__Task__.
When a line in the records includes the string "error", it goes into the tally; report that tally alone.
[Material for the task — start]
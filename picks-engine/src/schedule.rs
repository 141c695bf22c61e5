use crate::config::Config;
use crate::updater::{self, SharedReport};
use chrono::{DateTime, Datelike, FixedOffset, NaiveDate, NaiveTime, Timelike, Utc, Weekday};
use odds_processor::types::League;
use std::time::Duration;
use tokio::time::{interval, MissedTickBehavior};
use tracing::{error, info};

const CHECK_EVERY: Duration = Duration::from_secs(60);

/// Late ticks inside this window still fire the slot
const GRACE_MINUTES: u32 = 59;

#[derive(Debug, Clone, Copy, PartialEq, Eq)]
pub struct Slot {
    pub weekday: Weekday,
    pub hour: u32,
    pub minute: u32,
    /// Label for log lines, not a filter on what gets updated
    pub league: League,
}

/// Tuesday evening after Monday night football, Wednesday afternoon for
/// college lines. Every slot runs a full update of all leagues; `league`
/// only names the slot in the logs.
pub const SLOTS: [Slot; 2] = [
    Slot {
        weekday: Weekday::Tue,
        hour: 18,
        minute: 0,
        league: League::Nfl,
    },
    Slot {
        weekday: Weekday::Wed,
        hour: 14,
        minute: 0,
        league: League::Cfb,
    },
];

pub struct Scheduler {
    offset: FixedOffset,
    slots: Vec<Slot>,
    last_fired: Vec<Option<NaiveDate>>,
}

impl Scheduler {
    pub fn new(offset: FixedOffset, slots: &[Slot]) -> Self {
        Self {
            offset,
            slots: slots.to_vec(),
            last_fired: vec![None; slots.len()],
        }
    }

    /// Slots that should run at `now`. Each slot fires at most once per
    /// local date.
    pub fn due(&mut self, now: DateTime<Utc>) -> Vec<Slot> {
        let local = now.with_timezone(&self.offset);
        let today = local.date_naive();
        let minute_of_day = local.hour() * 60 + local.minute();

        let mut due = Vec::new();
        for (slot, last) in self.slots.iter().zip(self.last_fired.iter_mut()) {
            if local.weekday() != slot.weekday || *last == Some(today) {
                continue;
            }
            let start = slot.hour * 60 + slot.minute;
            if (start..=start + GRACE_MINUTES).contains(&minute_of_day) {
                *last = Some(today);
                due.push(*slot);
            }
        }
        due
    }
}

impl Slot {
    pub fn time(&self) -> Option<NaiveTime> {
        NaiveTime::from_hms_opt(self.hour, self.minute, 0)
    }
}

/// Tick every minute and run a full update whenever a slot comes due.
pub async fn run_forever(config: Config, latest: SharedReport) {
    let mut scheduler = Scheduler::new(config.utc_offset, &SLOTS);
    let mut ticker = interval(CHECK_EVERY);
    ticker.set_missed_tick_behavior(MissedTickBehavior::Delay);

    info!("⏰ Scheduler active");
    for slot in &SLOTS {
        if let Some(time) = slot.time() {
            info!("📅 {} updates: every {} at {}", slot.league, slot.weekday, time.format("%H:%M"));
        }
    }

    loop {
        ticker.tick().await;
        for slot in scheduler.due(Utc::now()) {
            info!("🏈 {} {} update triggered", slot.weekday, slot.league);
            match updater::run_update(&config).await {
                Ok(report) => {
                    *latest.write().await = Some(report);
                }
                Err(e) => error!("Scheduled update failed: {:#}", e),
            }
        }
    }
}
[Material for the task — finish]
__Completed exercise__.
2